» **AVAILABLE DATA**
++++++++++++++++++++
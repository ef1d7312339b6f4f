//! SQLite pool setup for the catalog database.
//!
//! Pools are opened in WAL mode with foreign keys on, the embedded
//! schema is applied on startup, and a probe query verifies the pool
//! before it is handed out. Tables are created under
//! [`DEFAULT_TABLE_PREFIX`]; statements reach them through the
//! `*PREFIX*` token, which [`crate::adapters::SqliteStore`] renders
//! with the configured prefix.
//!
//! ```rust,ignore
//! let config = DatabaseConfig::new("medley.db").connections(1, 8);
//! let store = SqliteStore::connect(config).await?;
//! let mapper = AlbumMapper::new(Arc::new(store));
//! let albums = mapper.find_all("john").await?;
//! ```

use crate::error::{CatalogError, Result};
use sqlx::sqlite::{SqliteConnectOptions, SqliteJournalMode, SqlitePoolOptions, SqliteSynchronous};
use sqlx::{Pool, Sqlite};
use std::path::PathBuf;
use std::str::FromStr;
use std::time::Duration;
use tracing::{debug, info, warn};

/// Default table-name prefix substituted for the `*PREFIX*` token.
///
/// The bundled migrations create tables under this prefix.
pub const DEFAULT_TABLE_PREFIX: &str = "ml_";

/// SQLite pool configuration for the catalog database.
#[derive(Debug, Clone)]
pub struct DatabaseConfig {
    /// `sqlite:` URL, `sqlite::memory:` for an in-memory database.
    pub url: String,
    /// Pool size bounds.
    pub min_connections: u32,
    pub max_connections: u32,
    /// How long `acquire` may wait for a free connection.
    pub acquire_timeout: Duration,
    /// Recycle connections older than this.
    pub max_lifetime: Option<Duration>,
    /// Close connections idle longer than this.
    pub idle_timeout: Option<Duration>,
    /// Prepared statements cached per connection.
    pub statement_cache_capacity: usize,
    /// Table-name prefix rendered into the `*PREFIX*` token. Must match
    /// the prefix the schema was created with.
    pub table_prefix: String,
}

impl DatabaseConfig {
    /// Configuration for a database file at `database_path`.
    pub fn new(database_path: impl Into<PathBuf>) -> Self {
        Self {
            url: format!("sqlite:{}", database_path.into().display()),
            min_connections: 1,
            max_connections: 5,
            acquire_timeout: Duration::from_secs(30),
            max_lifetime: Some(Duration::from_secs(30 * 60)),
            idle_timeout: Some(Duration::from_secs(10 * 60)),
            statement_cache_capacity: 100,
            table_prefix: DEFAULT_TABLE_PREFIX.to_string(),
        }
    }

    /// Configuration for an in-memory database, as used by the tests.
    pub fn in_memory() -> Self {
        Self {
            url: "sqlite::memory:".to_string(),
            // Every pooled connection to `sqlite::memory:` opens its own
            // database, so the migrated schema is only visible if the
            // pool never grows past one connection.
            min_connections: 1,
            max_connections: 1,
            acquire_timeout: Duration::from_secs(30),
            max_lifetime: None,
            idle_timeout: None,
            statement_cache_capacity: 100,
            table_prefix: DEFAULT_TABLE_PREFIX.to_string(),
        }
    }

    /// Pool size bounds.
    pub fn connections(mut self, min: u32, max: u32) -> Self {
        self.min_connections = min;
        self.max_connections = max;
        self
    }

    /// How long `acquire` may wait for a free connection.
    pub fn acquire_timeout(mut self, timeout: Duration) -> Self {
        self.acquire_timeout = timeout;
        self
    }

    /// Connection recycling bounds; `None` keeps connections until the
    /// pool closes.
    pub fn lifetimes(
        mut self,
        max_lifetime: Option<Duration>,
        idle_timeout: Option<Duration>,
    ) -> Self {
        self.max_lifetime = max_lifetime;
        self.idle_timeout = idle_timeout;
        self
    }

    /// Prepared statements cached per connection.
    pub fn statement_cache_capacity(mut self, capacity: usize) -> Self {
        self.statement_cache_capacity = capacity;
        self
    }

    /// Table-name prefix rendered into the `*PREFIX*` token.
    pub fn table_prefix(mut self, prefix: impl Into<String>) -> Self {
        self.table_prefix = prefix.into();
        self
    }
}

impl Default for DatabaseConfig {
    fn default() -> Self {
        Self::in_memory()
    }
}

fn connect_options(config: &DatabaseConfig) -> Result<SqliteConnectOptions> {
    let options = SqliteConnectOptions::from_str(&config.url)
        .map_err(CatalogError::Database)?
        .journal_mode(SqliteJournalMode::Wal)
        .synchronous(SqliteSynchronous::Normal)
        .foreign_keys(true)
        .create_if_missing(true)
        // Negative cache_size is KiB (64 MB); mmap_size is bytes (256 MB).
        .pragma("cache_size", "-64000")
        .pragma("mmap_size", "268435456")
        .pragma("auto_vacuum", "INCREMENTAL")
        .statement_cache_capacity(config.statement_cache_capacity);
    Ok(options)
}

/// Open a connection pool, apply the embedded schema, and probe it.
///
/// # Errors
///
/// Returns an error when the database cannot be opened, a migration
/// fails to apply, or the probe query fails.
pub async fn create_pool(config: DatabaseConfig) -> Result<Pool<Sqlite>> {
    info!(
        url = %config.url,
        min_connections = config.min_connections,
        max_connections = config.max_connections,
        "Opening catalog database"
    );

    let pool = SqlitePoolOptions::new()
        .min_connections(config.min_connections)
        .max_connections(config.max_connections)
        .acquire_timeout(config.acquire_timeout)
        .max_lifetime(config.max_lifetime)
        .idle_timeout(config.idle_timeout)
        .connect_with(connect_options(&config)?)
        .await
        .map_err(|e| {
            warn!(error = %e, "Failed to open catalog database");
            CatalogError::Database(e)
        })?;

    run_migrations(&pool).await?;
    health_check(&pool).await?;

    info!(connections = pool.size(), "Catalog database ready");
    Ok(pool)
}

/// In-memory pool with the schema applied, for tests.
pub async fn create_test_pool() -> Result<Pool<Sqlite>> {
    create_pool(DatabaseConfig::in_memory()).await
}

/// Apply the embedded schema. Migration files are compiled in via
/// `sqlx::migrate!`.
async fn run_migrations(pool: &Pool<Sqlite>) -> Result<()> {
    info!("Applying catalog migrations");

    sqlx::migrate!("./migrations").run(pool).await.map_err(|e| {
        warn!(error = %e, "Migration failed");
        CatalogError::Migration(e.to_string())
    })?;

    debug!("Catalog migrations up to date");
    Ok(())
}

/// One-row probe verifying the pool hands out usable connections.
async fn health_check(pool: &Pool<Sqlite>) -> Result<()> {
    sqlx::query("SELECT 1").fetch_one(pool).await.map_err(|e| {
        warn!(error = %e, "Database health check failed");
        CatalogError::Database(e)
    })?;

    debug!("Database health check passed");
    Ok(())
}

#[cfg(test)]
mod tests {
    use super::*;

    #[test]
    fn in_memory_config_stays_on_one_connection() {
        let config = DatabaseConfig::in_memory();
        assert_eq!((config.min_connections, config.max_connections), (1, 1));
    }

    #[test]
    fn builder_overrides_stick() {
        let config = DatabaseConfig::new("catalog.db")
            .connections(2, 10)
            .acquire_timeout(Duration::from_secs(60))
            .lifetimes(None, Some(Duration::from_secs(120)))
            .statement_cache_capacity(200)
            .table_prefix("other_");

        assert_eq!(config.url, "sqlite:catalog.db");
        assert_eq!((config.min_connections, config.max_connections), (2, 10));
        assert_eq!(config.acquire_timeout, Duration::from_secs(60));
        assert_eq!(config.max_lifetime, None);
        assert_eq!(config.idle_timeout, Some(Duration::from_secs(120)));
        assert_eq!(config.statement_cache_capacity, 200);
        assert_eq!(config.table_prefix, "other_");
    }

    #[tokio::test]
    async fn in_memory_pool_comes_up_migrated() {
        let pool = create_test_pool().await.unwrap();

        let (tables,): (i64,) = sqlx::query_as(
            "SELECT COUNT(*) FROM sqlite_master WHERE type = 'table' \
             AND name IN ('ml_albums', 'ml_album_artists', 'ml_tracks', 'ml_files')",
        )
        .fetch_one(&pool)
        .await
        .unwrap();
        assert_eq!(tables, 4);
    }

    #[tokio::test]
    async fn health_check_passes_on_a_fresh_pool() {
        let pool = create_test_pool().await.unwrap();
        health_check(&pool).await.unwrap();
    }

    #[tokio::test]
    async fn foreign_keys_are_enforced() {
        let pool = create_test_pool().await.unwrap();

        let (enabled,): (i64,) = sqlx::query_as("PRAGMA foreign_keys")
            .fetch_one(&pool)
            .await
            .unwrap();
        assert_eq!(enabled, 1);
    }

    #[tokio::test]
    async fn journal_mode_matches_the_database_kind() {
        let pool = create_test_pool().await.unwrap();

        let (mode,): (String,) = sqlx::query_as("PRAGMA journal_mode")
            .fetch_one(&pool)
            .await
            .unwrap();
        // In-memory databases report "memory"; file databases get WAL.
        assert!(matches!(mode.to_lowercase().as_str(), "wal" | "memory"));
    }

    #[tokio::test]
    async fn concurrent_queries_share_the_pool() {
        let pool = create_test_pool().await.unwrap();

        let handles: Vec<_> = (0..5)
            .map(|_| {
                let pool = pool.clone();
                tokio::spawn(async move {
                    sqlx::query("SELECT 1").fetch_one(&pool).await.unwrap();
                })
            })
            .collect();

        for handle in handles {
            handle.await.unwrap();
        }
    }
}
++++++++++++++++++++
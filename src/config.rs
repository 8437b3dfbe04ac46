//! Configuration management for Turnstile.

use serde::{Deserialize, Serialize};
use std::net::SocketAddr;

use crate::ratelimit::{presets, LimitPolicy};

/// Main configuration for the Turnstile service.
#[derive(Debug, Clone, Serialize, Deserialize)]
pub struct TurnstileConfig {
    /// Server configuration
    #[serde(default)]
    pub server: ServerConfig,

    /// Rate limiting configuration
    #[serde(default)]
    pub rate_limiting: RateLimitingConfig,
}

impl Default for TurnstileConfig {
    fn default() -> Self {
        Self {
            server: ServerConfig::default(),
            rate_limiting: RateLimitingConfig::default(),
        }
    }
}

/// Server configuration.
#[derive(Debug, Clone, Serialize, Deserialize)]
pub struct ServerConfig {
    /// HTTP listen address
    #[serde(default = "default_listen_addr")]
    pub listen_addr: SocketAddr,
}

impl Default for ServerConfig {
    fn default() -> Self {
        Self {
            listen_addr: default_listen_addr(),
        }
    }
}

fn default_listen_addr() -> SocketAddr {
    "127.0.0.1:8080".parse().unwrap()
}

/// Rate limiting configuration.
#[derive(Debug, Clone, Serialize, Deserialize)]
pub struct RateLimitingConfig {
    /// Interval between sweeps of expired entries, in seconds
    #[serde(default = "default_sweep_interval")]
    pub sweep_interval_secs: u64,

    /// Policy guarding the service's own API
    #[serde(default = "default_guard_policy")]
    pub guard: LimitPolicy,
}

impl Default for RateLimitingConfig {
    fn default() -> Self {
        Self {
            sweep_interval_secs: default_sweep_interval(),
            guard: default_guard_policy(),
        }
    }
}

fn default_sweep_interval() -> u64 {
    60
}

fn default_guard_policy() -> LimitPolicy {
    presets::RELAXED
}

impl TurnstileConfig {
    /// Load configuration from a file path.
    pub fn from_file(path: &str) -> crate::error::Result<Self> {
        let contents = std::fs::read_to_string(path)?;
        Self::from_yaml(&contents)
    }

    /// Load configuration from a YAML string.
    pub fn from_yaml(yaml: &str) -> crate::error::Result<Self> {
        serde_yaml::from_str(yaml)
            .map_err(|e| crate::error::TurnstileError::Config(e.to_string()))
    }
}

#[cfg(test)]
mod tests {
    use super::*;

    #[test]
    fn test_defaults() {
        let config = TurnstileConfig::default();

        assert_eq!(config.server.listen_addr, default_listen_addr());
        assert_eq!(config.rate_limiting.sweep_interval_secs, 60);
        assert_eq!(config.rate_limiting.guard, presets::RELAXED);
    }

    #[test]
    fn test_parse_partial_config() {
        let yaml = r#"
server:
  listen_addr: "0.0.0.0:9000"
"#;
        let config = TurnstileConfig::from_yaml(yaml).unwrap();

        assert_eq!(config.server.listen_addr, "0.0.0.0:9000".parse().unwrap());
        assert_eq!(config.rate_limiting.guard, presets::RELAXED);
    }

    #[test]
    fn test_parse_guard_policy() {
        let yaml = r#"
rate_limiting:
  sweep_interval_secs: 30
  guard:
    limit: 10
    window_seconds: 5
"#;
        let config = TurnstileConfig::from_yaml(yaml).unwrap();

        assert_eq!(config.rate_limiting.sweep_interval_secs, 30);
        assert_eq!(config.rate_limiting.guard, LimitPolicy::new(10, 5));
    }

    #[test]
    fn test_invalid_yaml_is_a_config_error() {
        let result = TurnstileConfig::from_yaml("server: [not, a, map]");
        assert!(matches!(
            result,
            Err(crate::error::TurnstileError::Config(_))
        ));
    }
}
++++++++++++++++++++
» **WHAT TO WORK ON**
For this exercise, repeat exactly the lines of the data above from the one with "health_check(&pool).await?;" down to the one with "compiled in via", both end lines included.

» **WRITTEN SOLUTION**
    health_check(&pool).await?;

    info!(connections = pool.size(), "Catalog database ready");
    Ok(pool)
}

/// In-memory pool with the schema applied, for tests.
pub async fn create_test_pool() -> Result<Pool<Sqlite>> {
    create_pool(DatabaseConfig::in_memory()).await
}

/// Apply the embedded schema. Migration files are compiled in via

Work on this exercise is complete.